NCAA Division III women's outdoor track and field championships
- Association: NCAA
- Sport: College track and field
- Founded: 1982; 44 years ago
- Division: Division III
- Country: United States
- Most recent champion: Wisconsin–La Crosse (5)
- Most titles: Wisconsin–Oshkosh (9)
- Broadcaster: ESPNU
- Website: NCAA.com

= NCAA Division III women's outdoor track and field championships =

American collegiate track and field tournament

The NCAA Division III women's outdoor track and field championships are contested at the annual track meet hosted by the National Collegiate Athletic Association to determine the individual and team national champions of women's collegiate track and field among its Division III member programs in the United States. The championships have been held almost every year since 1982.

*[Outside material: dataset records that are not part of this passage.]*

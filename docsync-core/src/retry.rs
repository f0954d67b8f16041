//! Bounded retry with exponential backoff for source and sink I/O.
//!
//! The retry loop keeps the caller's error type. Whether an error is worth
//! retrying is decided by a predicate supplied at the call site, so only
//! connection-class failures are retried and statement errors surface at once.

use std::fmt::Display;
use std::future::Future;
use std::time::Duration;

use rand::Rng;
use tokio::time::sleep;
use tokio_util::sync::CancellationToken;
use tracing::{debug, warn};

/// Why a retried operation gave up.
#[derive(Debug)]
pub enum RetryOutcome<E> {
    /// The cancellation token fired between attempts.
    Cancelled,
    /// Every allowed attempt failed with a retryable error.
    Exhausted { attempts: u32, last_error: E },
    /// The predicate rejected the error; no further attempts were made.
    Failed(E),
}

impl<E: Display> Display for RetryOutcome<E> {
    fn fmt(&self, f: &mut std::fmt::Formatter<'_>) -> std::fmt::Result {
        match self {
            Self::Cancelled => write!(f, "operation cancelled"),
            Self::Exhausted {
                attempts,
                last_error,
            } => write!(f, "gave up after {} attempts: {}", attempts, last_error),
            Self::Failed(e) => write!(f, "{}", e),
        }
    }
}

impl<E: Display + std::fmt::Debug> std::error::Error for RetryOutcome<E> {}

impl<E> RetryOutcome<E> {
    pub fn is_cancelled(&self) -> bool {
        matches!(self, Self::Cancelled)
    }

    /// Returns the last error, or `None` when cancelled.
    pub fn into_inner(self) -> Option<E> {
        match self {
            Self::Exhausted { last_error, .. } => Some(last_error),
            Self::Failed(e) => Some(e),
            Self::Cancelled => None,
        }
    }
}

/// Exponential backoff with jitter.
///
/// Each call to [`RetryPolicy::next_backoff`] returns the current delay
/// scaled by a random factor in `[1 - jitter, 1 + jitter]`, then doubles the
/// delay up to `max`.
#[derive(Clone, Debug)]
pub struct RetryPolicy {
    pub initial: Duration,
    pub max: Duration,
    pub jitter: f64,
    /// Total attempts allowed, including the first one.
    pub max_attempts: u32,
    current: Duration,
}

impl Default for RetryPolicy {
    fn default() -> Self {
        Self::new(Duration::from_millis(500), Duration::from_secs(30), 0.2, 5)
    }
}

impl RetryPolicy {
    pub fn new(initial: Duration, max: Duration, jitter: f64, max_attempts: u32) -> Self {
        Self {
            initial,
            max,
            jitter: jitter.clamp(0.0, 1.0),
            max_attempts: max_attempts.max(1),
            current: initial,
        }
    }

    /// A policy that makes exactly one attempt.
    pub fn no_retry() -> Self {
        Self::new(Duration::ZERO, Duration::ZERO, 0.0, 1)
    }

    pub fn next_backoff(&mut self) -> Duration {
        let current = self.current;
        self.current = current.saturating_mul(2).min(self.max);

        if self.jitter > 0.0 && !current.is_zero() {
            let factor = 1.0 + rand::rng().random_range(-self.jitter..self.jitter);
            current.mul_f64(factor)
        } else {
            current
        }
    }

    pub fn reset(&mut self) {
        self.current = self.initial;
    }
}

/// Runs `op` until it succeeds, fails permanently, runs out of attempts or
/// is cancelled.
///
/// `op` receives the 1-based attempt number. The first attempt always runs,
/// so work already under way when shutdown begins still completes.
/// Cancellation is checked only after a retryable failure and during backoff.
pub async fn retry_async<T, E, Fut, Op, IsRetryable>(
    mut op: Op,
    is_retryable: IsRetryable,
    policy: &RetryPolicy,
    cancel: &CancellationToken,
    label: &str,
) -> Result<T, RetryOutcome<E>>
where
    E: Display,
    Fut: Future<Output = Result<T, E>>,
    Op: FnMut(u32) -> Fut,
    IsRetryable: Fn(&E) -> bool,
{
    let mut policy = policy.clone();
    policy.reset();
    let mut attempt = 0u32;

    loop {
        attempt += 1;

        match op(attempt).await {
            Ok(value) => {
                if attempt > 1 {
                    debug!(label, attempt, "operation succeeded after retry");
                }
                return Ok(value);
            }
            Err(e) if !is_retryable(&e) => return Err(RetryOutcome::Failed(e)),
            Err(e) if attempt >= policy.max_attempts => {
                warn!(label, attempt, error = %e, "retries exhausted");
                return Err(RetryOutcome::Exhausted {
                    attempts: attempt,
                    last_error: e,
                });
            }
            Err(e) if cancel.is_cancelled() => {
                debug!(label, attempt, error = %e, "not retrying during shutdown");
                return Err(RetryOutcome::Cancelled);
            }
            Err(e) => {
                let backoff = policy.next_backoff();
                warn!(
                    label,
                    attempt,
                    error = %e,
                    backoff_ms = backoff.as_millis() as u64,
                    "transient error, backing off"
                );
                tokio::select! {
                    _ = cancel.cancelled() => return Err(RetryOutcome::Cancelled),
                    _ = sleep(backoff) => {}
                }
            }
        }
    }
}

#[cfg(test)]
mod tests {
    use super::*;
    use std::sync::atomic::{AtomicU32, Ordering};

    fn fast_policy(max_attempts: u32) -> RetryPolicy {
        RetryPolicy::new(Duration::from_millis(1), Duration::from_millis(4), 0.0, max_attempts)
    }

    #[test]
    fn test_backoff_doubles_up_to_max() {
        let mut policy =
            RetryPolicy::new(Duration::from_millis(100), Duration::from_millis(300), 0.0, 5);
        assert_eq!(policy.next_backoff(), Duration::from_millis(100));
        assert_eq!(policy.next_backoff(), Duration::from_millis(200));
        assert_eq!(policy.next_backoff(), Duration::from_millis(300));
        assert_eq!(policy.next_backoff(), Duration::from_millis(300));

        policy.reset();
        assert_eq!(policy.next_backoff(), Duration::from_millis(100));
    }

    #[test]
    fn test_jitter_stays_in_range() {
        let mut policy =
            RetryPolicy::new(Duration::from_millis(1000), Duration::from_secs(10), 0.2, 5);
        let backoff = policy.next_backoff();
        assert!(backoff >= Duration::from_millis(800));
        assert!(backoff <= Duration::from_millis(1200));
    }

    #[tokio::test]
    async fn test_retries_transient_errors() {
        let calls = AtomicU32::new(0);
        let cancel = CancellationToken::new();

        let result: Result<u32, RetryOutcome<String>> = retry_async(
            |attempt| {
                calls.fetch_add(1, Ordering::SeqCst);
                async move {
                    if attempt < 3 {
                        Err("connection reset".to_string())
                    } else {
                        Ok(attempt)
                    }
                }
            },
            |_| true,
            &fast_policy(5),
            &cancel,
            "test",
        )
        .await;

        assert_eq!(result.unwrap(), 3);
        assert_eq!(calls.load(Ordering::SeqCst), 3);
    }

    #[tokio::test]
    async fn test_permanent_error_is_not_retried() {
        let calls = AtomicU32::new(0);
        let cancel = CancellationToken::new();

        let result: Result<(), RetryOutcome<String>> = retry_async(
            |_| {
                calls.fetch_add(1, Ordering::SeqCst);
                async { Err("syntax error".to_string()) }
            },
            |_| false,
            &fast_policy(5),
            &cancel,
            "test",
        )
        .await;

        assert!(matches!(result, Err(RetryOutcome::Failed(_))));
        assert_eq!(calls.load(Ordering::SeqCst), 1);
    }

    #[tokio::test]
    async fn test_gives_up_after_max_attempts() {
        let cancel = CancellationToken::new();

        let result: Result<(), RetryOutcome<String>> = retry_async(
            |_| async { Err("timeout".to_string()) },
            |_| true,
            &fast_policy(3),
            &cancel,
            "test",
        )
        .await;

        match result {
            Err(RetryOutcome::Exhausted {
                attempts,
                last_error,
            }) => {
                assert_eq!(attempts, 3);
                assert_eq!(last_error, "timeout");
            }
            other => panic!("unexpected outcome: {:?}", other),
        }
    }

    #[tokio::test]
    async fn test_first_attempt_runs_after_cancel() {
        let cancel = CancellationToken::new();
        cancel.cancel();

        let result: Result<u32, RetryOutcome<String>> = retry_async(
            |attempt| async move { Ok(attempt) },
            |_| true,
            &fast_policy(3),
            &cancel,
            "test",
        )
        .await;

        assert_eq!(result.unwrap(), 1);
    }

    #[tokio::test]
    async fn test_cancel_stops_retries() {
        let calls = AtomicU32::new(0);
        let cancel = CancellationToken::new();
        cancel.cancel();

        let result: Result<(), RetryOutcome<String>> = retry_async(
            |_| {
                calls.fetch_add(1, Ordering::SeqCst);
                async { Err("connection reset".to_string()) }
            },
            |_| true,
            &fast_policy(5),
            &cancel,
            "test",
        )
        .await;

        assert!(result.unwrap_err().is_cancelled());
        assert_eq!(calls.load(Ordering::SeqCst), 1);
    }

    #[tokio::test]
    async fn test_cancel_interrupts_backoff() {
        let cancel = CancellationToken::new();
        let stopper = cancel.clone();
        let slow = RetryPolicy::new(Duration::from_secs(60), Duration::from_secs(60), 0.0, 5);

        let (result, _) = tokio::join!(
            retry_async(
                |_| async { Err::<(), _>("connection reset".to_string()) },
                |_| true,
                &slow,
                &cancel,
                "test",
            ),
            async move {
                tokio::time::sleep(Duration::from_millis(20)).await;
                stopper.cancel();
            }
        );

        assert!(result.unwrap_err().is_cancelled());
    }
}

Athletes' performances in individual championships earn points for their institutions and the team with the most points receives the NCAA team title in track and field.

These championships are separate from the NCAA Division III Women's Indoor Track and Field Championships held during the winter.

Wisconsin–Oshkosh have been the most successful program, with nine national titles.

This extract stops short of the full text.